((

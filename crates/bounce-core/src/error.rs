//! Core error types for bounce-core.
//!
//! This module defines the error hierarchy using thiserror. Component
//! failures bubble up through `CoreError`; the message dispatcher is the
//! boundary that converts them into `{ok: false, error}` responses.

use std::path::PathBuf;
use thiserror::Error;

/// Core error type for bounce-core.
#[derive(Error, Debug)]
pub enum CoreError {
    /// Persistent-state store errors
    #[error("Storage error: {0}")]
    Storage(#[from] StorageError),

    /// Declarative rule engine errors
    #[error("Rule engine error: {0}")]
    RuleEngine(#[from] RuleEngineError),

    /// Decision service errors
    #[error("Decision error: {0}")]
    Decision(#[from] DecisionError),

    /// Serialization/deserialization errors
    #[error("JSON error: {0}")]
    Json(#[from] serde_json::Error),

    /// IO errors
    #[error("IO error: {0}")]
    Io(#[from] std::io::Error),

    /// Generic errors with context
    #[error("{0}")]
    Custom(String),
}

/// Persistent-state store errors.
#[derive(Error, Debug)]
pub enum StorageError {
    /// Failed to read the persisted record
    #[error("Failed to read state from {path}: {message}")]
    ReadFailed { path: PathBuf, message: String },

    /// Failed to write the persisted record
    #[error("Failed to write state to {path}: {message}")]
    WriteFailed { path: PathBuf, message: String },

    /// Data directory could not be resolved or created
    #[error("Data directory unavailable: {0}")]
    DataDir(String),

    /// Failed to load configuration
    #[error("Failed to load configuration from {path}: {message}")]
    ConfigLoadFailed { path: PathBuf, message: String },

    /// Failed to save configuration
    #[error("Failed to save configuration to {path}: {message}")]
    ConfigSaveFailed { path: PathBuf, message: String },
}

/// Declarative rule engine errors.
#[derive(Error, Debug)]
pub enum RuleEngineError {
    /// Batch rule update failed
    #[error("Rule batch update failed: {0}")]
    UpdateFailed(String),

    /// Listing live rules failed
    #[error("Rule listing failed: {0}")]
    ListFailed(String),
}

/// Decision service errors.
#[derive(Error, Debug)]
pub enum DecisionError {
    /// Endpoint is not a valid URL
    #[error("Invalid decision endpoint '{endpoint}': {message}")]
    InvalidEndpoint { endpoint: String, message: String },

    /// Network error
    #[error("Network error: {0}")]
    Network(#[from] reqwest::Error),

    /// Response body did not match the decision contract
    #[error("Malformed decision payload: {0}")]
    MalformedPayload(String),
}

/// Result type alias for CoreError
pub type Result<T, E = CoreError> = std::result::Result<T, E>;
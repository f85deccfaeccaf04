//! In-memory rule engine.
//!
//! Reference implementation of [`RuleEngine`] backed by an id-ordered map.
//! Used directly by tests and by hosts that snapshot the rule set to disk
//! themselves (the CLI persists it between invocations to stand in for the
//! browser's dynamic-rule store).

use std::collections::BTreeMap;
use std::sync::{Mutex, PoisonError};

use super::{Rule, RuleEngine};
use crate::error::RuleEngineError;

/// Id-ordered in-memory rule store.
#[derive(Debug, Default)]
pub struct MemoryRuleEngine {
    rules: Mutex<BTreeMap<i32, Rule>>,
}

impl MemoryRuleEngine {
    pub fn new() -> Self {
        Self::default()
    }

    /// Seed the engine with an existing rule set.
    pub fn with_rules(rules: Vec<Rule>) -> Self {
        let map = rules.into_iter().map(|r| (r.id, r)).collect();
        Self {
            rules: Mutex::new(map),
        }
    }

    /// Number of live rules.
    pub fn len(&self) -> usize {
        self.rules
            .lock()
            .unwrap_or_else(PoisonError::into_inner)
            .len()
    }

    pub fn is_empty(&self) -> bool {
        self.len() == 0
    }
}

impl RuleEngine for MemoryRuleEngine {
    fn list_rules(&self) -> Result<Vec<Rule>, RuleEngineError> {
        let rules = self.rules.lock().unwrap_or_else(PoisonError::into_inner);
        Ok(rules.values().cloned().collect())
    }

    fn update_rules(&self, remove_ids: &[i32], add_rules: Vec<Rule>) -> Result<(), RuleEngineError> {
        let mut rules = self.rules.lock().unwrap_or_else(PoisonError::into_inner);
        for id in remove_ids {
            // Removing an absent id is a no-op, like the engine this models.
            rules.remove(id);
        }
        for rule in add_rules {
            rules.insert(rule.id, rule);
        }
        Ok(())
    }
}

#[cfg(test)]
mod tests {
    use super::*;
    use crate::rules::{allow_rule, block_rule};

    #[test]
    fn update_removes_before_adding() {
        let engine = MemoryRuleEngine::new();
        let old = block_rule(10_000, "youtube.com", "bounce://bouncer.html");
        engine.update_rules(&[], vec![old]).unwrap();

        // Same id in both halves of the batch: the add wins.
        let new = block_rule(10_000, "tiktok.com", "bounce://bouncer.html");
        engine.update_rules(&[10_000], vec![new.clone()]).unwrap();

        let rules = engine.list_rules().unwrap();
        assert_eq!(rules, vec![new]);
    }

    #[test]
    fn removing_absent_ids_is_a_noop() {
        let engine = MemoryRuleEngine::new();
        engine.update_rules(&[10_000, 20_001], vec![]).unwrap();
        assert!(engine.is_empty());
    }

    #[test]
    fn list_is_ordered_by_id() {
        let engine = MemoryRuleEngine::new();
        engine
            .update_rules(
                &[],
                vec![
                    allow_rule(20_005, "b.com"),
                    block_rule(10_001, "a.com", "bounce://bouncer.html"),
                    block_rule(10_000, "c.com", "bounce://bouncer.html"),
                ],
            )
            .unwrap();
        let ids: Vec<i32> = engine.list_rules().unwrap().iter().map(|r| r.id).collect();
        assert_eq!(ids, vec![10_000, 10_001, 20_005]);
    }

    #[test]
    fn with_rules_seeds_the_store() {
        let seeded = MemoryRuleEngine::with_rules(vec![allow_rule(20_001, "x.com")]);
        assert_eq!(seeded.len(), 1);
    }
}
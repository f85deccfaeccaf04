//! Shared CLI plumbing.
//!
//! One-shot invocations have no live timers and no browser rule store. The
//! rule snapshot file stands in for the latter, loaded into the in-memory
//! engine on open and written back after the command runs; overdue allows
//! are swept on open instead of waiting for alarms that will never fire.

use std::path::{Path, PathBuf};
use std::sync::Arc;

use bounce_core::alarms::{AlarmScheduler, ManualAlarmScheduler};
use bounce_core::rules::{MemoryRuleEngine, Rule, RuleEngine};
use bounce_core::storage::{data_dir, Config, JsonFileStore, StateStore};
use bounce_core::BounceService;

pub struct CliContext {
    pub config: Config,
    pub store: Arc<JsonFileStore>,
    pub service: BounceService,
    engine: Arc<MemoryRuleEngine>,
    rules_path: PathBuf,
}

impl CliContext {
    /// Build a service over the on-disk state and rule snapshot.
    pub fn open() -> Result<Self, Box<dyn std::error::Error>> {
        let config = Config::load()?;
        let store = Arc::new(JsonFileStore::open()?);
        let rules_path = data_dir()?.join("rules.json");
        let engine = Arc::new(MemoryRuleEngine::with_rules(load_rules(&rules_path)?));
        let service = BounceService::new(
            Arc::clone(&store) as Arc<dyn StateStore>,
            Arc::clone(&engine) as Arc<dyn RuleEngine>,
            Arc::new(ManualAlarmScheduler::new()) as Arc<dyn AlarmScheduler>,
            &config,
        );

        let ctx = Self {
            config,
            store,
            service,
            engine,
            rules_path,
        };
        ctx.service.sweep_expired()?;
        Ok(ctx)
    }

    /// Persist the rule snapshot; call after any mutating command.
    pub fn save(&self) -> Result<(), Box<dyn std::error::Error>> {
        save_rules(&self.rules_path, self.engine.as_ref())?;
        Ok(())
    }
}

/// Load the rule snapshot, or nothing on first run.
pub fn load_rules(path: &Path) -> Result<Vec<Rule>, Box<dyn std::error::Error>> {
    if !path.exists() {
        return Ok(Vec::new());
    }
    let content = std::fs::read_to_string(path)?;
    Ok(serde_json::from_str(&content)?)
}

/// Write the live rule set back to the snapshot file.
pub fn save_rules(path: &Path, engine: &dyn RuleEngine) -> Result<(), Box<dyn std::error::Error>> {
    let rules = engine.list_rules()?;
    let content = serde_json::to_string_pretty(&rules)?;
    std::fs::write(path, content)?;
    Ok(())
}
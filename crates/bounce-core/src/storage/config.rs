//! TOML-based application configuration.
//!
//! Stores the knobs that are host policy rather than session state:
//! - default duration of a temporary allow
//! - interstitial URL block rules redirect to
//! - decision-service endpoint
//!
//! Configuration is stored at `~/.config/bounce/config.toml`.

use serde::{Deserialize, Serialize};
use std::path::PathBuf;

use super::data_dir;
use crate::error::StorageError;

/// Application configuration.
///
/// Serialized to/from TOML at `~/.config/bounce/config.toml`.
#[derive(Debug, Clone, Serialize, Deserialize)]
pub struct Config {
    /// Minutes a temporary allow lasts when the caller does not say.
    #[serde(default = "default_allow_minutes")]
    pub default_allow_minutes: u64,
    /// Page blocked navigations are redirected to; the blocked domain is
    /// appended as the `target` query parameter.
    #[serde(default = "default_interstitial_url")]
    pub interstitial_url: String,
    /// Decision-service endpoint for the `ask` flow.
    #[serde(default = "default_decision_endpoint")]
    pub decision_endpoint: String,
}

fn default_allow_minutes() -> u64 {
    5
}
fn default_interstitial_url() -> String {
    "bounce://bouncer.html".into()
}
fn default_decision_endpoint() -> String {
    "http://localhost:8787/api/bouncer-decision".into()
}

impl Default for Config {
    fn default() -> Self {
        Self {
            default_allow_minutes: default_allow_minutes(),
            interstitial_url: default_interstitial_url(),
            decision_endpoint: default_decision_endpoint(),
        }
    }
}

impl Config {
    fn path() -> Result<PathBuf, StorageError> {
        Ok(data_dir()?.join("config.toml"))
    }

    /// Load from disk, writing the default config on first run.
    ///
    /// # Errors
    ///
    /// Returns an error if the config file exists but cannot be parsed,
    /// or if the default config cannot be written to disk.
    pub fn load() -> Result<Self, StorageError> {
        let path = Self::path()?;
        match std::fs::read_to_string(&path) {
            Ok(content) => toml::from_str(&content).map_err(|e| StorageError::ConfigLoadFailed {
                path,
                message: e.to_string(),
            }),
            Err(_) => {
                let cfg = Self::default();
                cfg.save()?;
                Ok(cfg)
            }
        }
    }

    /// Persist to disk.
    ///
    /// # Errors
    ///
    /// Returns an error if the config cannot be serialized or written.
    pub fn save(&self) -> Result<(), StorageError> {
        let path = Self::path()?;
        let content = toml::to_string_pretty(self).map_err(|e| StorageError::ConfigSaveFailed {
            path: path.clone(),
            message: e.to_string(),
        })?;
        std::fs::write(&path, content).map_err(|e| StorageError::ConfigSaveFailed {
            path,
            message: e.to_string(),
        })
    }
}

))

* **TASK BRIEF**: Starting at the line with "#[cfg(test)]" and ending at the line with "use std::sync::Arc;", print each line of the listing above exactly, with no other lines.

* **TASK RESULT**:
#[cfg(test)]
mod tests {
    use super::*;
    use crate::rules::{allow_rule, block_rule};

    #[test]
    fn update_removes_before_adding() {
        let engine = MemoryRuleEngine::new();
        let old = block_rule(10_000, "youtube.com", "bounce://bouncer.html");
        engine.update_rules(&[], vec![old]).unwrap();

        // Same id in both halves of the batch: the add wins.
        let new = block_rule(10_000, "tiktok.com", "bounce://bouncer.html");
        engine.update_rules(&[10_000], vec![new.clone()]).unwrap();

        let rules = engine.list_rules().unwrap();
        assert_eq!(rules, vec![new]);
    }

    #[test]
    fn removing_absent_ids_is_a_noop() {
        let engine = MemoryRuleEngine::new();
        engine.update_rules(&[10_000, 20_001], vec![]).unwrap();
        assert!(engine.is_empty());
    }

    #[test]
    fn list_is_ordered_by_id() {
        let engine = MemoryRuleEngine::new();
        engine
            .update_rules(
                &[],
                vec![
                    allow_rule(20_005, "b.com"),
                    block_rule(10_001, "a.com", "bounce://bouncer.html"),
                    block_rule(10_000, "c.com", "bounce://bouncer.html"),
                ],
            )
            .unwrap();
        let ids: Vec<i32> = engine.list_rules().unwrap().iter().map(|r| r.id).collect();
        assert_eq!(ids, vec![10_000, 10_001, 20_005]);
    }

    #[test]
    fn with_rules_seeds_the_store() {
        let seeded = MemoryRuleEngine::with_rules(vec![allow_rule(20_001, "x.com")]);
        assert_eq!(seeded.len(), 1);
    }
}
repository f85deccfaeccaf04
//! Shared CLI plumbing.
//!
//! One-shot invocations have no live timers and no browser rule store. The
//! rule snapshot file stands in for the latter, loaded into the in-memory
//! engine on open and written back after the command runs; overdue allows
//! are swept on open instead of waiting for alarms that will never fire.

use std::path::{Path, PathBuf};
use std::sync::Arc;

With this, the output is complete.